Work instruction:
How many lines in the records below hold the word "detail"? Answer with the number alone.

Entries shown:
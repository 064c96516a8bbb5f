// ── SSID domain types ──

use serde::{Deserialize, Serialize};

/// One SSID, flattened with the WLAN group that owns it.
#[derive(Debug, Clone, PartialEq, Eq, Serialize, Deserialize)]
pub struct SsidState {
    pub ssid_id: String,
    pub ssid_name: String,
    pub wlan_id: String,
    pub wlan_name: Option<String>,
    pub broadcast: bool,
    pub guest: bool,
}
...
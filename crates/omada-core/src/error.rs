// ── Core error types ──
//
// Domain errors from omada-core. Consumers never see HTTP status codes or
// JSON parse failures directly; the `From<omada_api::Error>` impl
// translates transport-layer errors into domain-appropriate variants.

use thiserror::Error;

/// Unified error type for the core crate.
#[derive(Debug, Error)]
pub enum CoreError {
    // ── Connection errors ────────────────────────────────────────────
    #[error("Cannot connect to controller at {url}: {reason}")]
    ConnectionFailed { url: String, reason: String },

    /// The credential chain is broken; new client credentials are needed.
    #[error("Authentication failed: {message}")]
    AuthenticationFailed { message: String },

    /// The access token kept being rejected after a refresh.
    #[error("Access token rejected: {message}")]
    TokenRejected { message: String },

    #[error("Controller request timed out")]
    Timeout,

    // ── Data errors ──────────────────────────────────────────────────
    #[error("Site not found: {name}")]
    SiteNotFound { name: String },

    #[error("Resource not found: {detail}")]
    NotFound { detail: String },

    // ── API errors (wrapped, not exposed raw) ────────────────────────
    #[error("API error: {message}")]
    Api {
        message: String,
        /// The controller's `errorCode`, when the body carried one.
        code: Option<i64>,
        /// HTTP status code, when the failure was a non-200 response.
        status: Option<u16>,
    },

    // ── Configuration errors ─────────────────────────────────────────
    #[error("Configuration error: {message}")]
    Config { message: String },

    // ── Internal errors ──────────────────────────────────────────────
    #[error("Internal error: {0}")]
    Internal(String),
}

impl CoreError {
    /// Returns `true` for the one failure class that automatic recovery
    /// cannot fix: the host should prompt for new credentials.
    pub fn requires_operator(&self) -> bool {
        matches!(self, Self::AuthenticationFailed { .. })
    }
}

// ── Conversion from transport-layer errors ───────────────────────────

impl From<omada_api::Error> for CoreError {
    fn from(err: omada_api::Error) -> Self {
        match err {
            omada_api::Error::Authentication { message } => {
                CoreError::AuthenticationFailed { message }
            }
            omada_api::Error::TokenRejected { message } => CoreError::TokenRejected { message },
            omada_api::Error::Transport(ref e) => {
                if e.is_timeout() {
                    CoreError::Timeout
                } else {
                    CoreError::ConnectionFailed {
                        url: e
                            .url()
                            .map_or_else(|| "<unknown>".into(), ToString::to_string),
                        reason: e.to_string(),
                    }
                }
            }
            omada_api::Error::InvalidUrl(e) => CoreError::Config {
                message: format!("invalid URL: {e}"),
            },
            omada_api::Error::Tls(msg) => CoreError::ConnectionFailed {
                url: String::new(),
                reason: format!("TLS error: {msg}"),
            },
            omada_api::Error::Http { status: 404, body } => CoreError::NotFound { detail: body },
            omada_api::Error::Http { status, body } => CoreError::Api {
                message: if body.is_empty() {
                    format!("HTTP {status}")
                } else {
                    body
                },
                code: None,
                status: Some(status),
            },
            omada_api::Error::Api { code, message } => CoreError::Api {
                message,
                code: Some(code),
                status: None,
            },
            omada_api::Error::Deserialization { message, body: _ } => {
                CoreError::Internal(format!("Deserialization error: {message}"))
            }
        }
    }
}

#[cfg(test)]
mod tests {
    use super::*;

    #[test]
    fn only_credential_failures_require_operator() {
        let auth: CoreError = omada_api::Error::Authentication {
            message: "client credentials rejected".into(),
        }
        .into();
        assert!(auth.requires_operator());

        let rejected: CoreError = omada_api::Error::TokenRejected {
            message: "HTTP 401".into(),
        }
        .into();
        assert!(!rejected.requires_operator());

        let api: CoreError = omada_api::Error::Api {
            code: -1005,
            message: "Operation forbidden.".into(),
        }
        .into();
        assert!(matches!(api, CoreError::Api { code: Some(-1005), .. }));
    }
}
--
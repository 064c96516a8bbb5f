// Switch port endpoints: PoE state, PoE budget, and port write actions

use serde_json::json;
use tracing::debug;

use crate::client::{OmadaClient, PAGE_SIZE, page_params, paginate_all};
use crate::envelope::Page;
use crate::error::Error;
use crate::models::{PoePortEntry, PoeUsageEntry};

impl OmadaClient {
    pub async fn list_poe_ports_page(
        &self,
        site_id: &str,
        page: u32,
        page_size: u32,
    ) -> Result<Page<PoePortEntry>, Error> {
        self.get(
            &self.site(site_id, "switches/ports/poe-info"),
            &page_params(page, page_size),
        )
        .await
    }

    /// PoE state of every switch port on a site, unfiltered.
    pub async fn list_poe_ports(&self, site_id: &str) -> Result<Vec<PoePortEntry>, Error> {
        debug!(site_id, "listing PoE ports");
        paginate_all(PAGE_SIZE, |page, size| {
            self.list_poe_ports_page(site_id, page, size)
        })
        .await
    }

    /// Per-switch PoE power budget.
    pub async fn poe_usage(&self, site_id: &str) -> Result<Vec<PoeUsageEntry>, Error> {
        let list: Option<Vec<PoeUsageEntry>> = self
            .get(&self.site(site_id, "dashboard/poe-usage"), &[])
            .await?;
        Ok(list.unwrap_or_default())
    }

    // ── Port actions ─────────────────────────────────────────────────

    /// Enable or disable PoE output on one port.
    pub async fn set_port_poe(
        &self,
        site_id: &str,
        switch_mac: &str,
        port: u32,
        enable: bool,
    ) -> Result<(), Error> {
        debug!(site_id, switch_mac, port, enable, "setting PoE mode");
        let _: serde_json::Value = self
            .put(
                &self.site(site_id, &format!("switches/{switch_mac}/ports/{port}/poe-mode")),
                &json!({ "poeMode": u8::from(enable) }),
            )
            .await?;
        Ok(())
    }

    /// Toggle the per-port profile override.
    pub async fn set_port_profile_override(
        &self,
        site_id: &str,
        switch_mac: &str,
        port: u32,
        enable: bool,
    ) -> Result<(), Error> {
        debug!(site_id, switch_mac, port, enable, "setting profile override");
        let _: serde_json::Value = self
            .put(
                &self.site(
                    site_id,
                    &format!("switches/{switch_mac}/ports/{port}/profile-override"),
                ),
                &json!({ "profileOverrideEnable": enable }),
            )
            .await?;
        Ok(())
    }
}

Answer to the problem:
3